Plants like English laurel can be a pain in the butt, but if you take the time to look deeper you'll find a world brimming with life 🌿

The greatest gift and the heaviest burden that I received during my permaculture education and regenerative journey forever changed the way in which I experience my life and everything in it. 

I can now see problems as opportunities, and ironically, experience more peace, happiness and relationship than I ever thought possible.

Perception is everything, and therein lies the solution. By shifting our beliefs about what is beautiful and what is not, what needs doing and what does not, and what is important and what is not, we can build the life that we want without causing environmental harm.

Prunus laurocerasus for example. English laurel, a.k.a. cherry laurel, is considered an invasive species on the North Shore. Indeed it can be, but then so are we, so in fairness we should try to get along. As a regenerative practitioner, I would absolutely not plant a new English laurel hedge today. I would instead plant a diverse native hedgerow around a sturdy and productive perennial shrub like evergreen huckleberry. We are where we are, however, so we can meet nature where she is, adapt, and adjust our thinking.

The 75 year-old English laurel hedge that runs the perimeter of our property was once a pain in the butt to me. I resented its crazy insatiable growth habit, the endless brown dead leaf litter that messed up the driveway, and the costly quarterly haircuts.

Today, through fresh eyes, we see the hedge as critical native habitat and food for birds, small mammals, ground-nesting bees, insects, and the trillions of microorganisms that thrive in the soil below. We are happy to let be the non-conforming masses of unwieldy branches of new growth that appear seemingly overnight, until the wild things that depend on them for sustenance have had their fill.

We celebrate (most days) the mess of leaf litter, heartened that tiny bird parents let it loose during nest building and while darting in and out to feed their babies.

We revel in the buzz – in the beautiful thrum of bees and other pollinators feasting gratefully on sugary laurel leaf nectar, satisfied in knowing that the thick hedges, made dense and impenetrable through years of disciplined barbering, provide both protection from predator birds and mammals, and an incubator for growing food for them.  

We rest easy about the mess, knowing that tiny feet of ground-hopping birds, like towhees and sparrows, render the massive dried leaves into mulch, and deposit their droppings to help it all break down into fodder for shredder insects, worms, fungi, and other decomposers – creating, ultimately, rich living soil to draw carbon out of the atmosphere.

In our home gardens, during May and June, before most perennial flowers have come in to bloom, thousands of bees feast on the sugary nectar produced by hundreds of thousands of extrafloral (outside of, not inside flowers) nectaries that appear at the base of the leaves in new English laurel growth.
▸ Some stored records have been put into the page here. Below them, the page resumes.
//! Segment download and deletion, with path-traversal guards.

use std::path::PathBuf;
use std::sync::Arc;

use axum::body::Body;
use axum::extract::{Path, State};
use axum::http::header;
use axum::response::IntoResponse;
use axum::Json;
use serde_json::json;
use tokio_util::io::ReaderStream;

use crate::error::ApiError;
use crate::state::ApiState;

/// Filenames must be plain names inside the source directory
pub fn validate_filename(filename: &str) -> Result<(), ApiError> {
    if filename.is_empty()
        || filename.contains('/')
        || filename.contains('\\')
        || filename.contains("..")
        || filename.starts_with('.')
    {
        return Err(ApiError::PathRejected);
    }
    Ok(())
}

/// Resolve a request path strictly inside the source's directory
fn resolve(state: &ApiState, id: &str, filename: &str) -> Result<PathBuf, ApiError> {
    validate_filename(filename)?;
    if !state.config.sources.contains_key(id) {
        return Err(ApiError::NotFound(format!("unknown source: {}", id)));
    }

    let dir = state.config.source_dir(id);
    let dir = dir
        .canonicalize()
        .map_err(|_| ApiError::NotFound(format!("no recordings for {}", id)))?;
    let path = dir
        .join(filename)
        .canonicalize()
        .map_err(|_| ApiError::NotFound(filename.to_string()))?;
    if !path.starts_with(&dir) {
        return Err(ApiError::PathRejected);
    }
    Ok(path)
}

pub async fn download(
    Path((id, filename)): Path<(String, String)>,
    State(state): State<Arc<ApiState>>,
) -> Result<impl IntoResponse, ApiError> {
    let path = resolve(&state, &id, &filename)?;

    let file = tokio::fs::File::open(&path)
        .await
        .map_err(|_| ApiError::NotFound(filename.clone()))?;
    let stream = ReaderStream::new(file);

    Ok((
        [
            (header::CONTENT_TYPE, "video/mp4".to_string()),
            (
                header::CONTENT_DISPOSITION,
                format!("attachment; filename=\"{}\"", filename),
            ),
        ],
        Body::from_stream(stream),
    ))
}

pub async fn delete(
    Path((id, filename)): Path<(String, String)>,
    State(state): State<Arc<ApiState>>,
) -> Result<Json<serde_json::Value>, ApiError> {
    let path = resolve(&state, &id, &filename)?;

    tokio::fs::remove_file(&path)
        .await
        .map_err(|_| ApiError::NotFound(filename.clone()))?;
    tracing::info!("deleted recording {}", path.display());
    Ok(Json(json!({ "ok": true })))
}
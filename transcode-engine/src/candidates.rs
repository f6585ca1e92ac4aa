//! Candidate selection for re-encoding.
//!
//! A segment is eligible when it is old enough, not already replaced or in
//! progress, still in the capture codec, and not the newest file of its
//! source directory (the one a live child may be writing).

use std::collections::HashSet;
use std::path::{Path, PathBuf};
use std::time::{Duration, SystemTime};

use storage_manager::segment::{newest_per_source, scan};

use crate::error::TranscodeError;
use crate::probe;
use crate::swap::{marker_path, transcoding_path};

/// Aggregate counters from one scan, logged for visibility
#[derive(Debug, Default, Clone, Copy, PartialEq, Eq)]
pub struct ScanCounters {
    pub scanned: usize,
    pub too_new: usize,
    pub already_transcoded: usize,
    pub in_progress: usize,
    pub wrong_codec: usize,
    pub eligible: usize,
}

/// Codecs the probe may report for capture output we want to shrink
const INPUT_CODECS: [&str; 2] = ["h264", "avc"];

/// Scan for eligible segments, oldest first.
pub fn find_candidates(
    base: &Path,
    min_age: Duration,
) -> Result<(Vec<PathBuf>, ScanCounters), TranscodeError> {
    find_candidates_with(base, min_age, |path| probe::probe_codec(path))
}

/// Scan with an injectable codec probe
pub fn find_candidates_with(
    base: &Path,
    min_age: Duration,
    probe_codec: impl Fn(&Path) -> Option<String>,
) -> Result<(Vec<PathBuf>, ScanCounters), TranscodeError> {
    let segments = scan(base, None).map_err(|e| TranscodeError::Probe(e.to_string()))?;
    let protected: HashSet<PathBuf> = newest_per_source(&segments)
        .into_iter()
        .map(Path::to_path_buf)
        .collect();
    let cutoff = SystemTime::now()
        .checked_sub(min_age)
        .unwrap_or(SystemTime::UNIX_EPOCH);

    let mut counters = ScanCounters::default();
    let mut candidates: Vec<(SystemTime, PathBuf)> = Vec::new();

    for seg in &segments {
        counters.scanned += 1;

        if seg.modified > cutoff || protected.contains(&seg.path) {
            counters.too_new += 1;
            continue;
        }
        if marker_path(&seg.path).exists() {
            counters.already_transcoded += 1;
            continue;
        }
        if transcoding_path(&seg.path).exists() {
            counters.in_progress += 1;
            continue;
        }
        match probe_codec(&seg.path) {
            Some(codec) if INPUT_CODECS.contains(&codec.as_str()) => {}
            _ => {
                counters.wrong_codec += 1;
                continue;
            }
        }

        counters.eligible += 1;
        candidates.push((seg.modified, seg.path.clone()));
    }

    candidates.sort();
    tracing::info!(
        "scanned {} segments: {} eligible, {} too new, {} already transcoded, {} in progress, {} wrong codec",
        counters.scanned,
        counters.eligible,
        counters.too_new,
        counters.already_transcoded,
        counters.in_progress,
        counters.wrong_codec
    );

    Ok((candidates.into_iter().map(|(_, p)| p).collect(), counters))
}
use std::fmt;
use std::path::{Path, PathBuf};
use std::str::FromStr;

use serde::{Deserialize, Serialize};

/// Pixel format delivered by the capture device
#[derive(Debug, Clone, Copy, PartialEq, Eq, Serialize, Deserialize)]
#[serde(rename_all = "lowercase")]
pub enum InputCodec {
    H264,
    Mjpeg,
    Raw,
}

impl InputCodec {
    /// Tag passed to the encoder's `-input_format` flag
    pub fn as_str(&self) -> &'static str {
        match self {
            InputCodec::H264 => "h264",
            InputCodec::Mjpeg => "mjpeg",
            InputCodec::Raw => "raw",
        }
    }
}

/// Capture resolution, configured as `"WxH"`
#[derive(Debug, Clone, Copy, PartialEq, Eq, Serialize, Deserialize)]
#[serde(try_from = "String", into = "String")]
pub struct Resolution {
    pub width: u32,
    pub height: u32,
}

impl FromStr for Resolution {
    type Err = String;

    fn from_str(s: &str) -> Result<Self, Self::Err> {
        let (w, h) = s
            .split_once('x')
            .ok_or_else(|| format!("expected WxH, got {:?}", s))?;
        let width: u32 = w.parse().map_err(|_| format!("invalid width {:?}", w))?;
        let height: u32 = h.parse().map_err(|_| format!("invalid height {:?}", h))?;
        if width == 0 || height == 0 {
            return Err(format!("resolution must be positive, got {:?}", s));
        }
        Ok(Resolution { width, height })
    }
}

impl TryFrom<String> for Resolution {
    type Error = String;

    fn try_from(s: String) -> Result<Self, Self::Error> {
        s.parse()
    }
}

impl From<Resolution> for String {
    fn from(r: Resolution) -> String {
        r.to_string()
    }
}

impl fmt::Display for Resolution {
    fn fmt(&self, f: &mut fmt::Formatter<'_>) -> fmt::Result {
        write!(f, "{}x{}", self.width, self.height)
    }
}

/// Configuration for a single capture source
#[derive(Debug, Clone, Serialize, Deserialize)]
pub struct SourceConfig {
    /// Device node, e.g. /dev/video0
    pub device: String,
    /// Human-readable name
    pub name: String,
    #[serde(default = "default_resolution")]
    pub resolution: Resolution,
    #[serde(default = "default_framerate")]
    pub framerate: u32,
    #[serde(default = "default_input_codec")]
    pub input_codec: InputCodec,
    #[serde(default = "default_enabled")]
    pub enabled: bool,
}

fn default_resolution() -> Resolution {
    Resolution {
        width: 1920,
        height: 1080,
    }
}

fn default_framerate() -> u32 {
    30
}

fn default_input_codec() -> InputCodec {
    InputCodec::H264
}

fn default_enabled() -> bool {
    true
}

impl SourceConfig {
    /// Per-source segment directory under the recordings base
    pub fn segment_dir(&self, base: &Path, id: &str) -> PathBuf {
        base.join(id)
    }
}

/// Source identifiers become directory names and filename stems
pub fn is_valid_source_id(id: &str) -> bool {
    if id.is_empty() || id.len() > 32 {
        return false;
    }
    if !id
        .chars()
        .all(|c| c.is_ascii_alphanumeric() || c == '-' || c == '_')
    {
        return false;
    }
    id.chars()
        .next()
        .map(|c| c.is_ascii_alphanumeric())
        .unwrap_or(false)
}
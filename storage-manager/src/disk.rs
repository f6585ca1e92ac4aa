use std::path::Path;

use serde::Serialize;

use crate::error::StorageError;

/// Filesystem-level usage for the volume holding the recordings tree
#[derive(Debug, Clone, Copy, Serialize)]
pub struct DiskUsage {
    pub total_bytes: u64,
    pub free_bytes: u64,
    pub used_fraction: f64,
}

impl DiskUsage {
    pub fn used_bytes(&self) -> u64 {
        self.total_bytes.saturating_sub(self.free_bytes)
    }

    pub fn free_gb(&self) -> f64 {
        self.free_bytes as f64 / (1024.0 * 1024.0 * 1024.0)
    }
}

/// Query usage of the filesystem containing `path`
pub fn usage(path: &Path) -> Result<DiskUsage, StorageError> {
    use nix::sys::statvfs::statvfs;

    let stat = statvfs(path).map_err(|e| StorageError::StatvfsFailed(e.to_string()))?;

    let block_size = stat.fragment_size() as u64;
    let total_bytes = stat.blocks() as u64 * block_size;
    let free_bytes = stat.blocks_available() as u64 * block_size;

    if total_bytes == 0 {
        return Err(StorageError::InvalidFilesystem);
    }

    Ok(DiskUsage {
        total_bytes,
        free_bytes,
        used_fraction: (total_bytes - free_bytes) as f64 / total_bytes as f64,
    })
}

/// Format bytes as human-readable string
pub fn format_bytes(bytes: u64) -> String {
    const KB: u64 = 1024;
    const MB: u64 = KB * 1024;
    const GB: u64 = MB * 1024;
    const TB: u64 = GB * 1024;

    if bytes >= TB {
        format!("{:.1}TB", bytes as f64 / TB as f64)
    } else if bytes >= GB {
        format!("{:.1}GB", bytes as f64 / GB as f64)
    } else if bytes >= MB {
        format!("{:.1}MB", bytes as f64 / MB as f64)
    } else if bytes >= KB {
        format!("{:.1}KB", bytes as f64 / KB as f64)
    } else {
        format!("{}B", bytes)
    }
}

#[cfg(test)]
mod tests {
    use super::*;

    #[test]
    fn test_format_bytes() {
        assert_eq!(format_bytes(500), "500B");
        assert_eq!(format_bytes(1024), "1.0KB");
        assert_eq!(format_bytes(1536), "1.5KB");
        assert_eq!(format_bytes(1024 * 1024), "1.0MB");
        assert_eq!(format_bytes(1024 * 1024 * 1024), "1.0GB");
    }

    #[test]
    fn test_usage() {
        let u = usage(Path::new("/tmp")).unwrap();
        assert!(u.total_bytes > 0);
        assert!((0.0..=1.0).contains(&u.used_fraction));
    }
}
The nectaries present initially as tiny dark shadows, punctuating the translucent lime green foliage. We were concerned at first about fungal disease, but learned quickly through observation that the black spots preceded nectar glands, evolving in unison, forming a massive buffet of nourishment for bees and other pollinators, at a time when food was less than abundant elsewhere in the gardens.

Interestingly, just as soon as the lavender berms that ring our boulevards come into bloom, the bees leave the laurel en-masse, leaving it to the ants and wasps, whose mutualistic job it seems is to feast generously while at the same time protecting the new growth from opportunistic predator insects and birds with a taste for tender greens. Nature is so clever.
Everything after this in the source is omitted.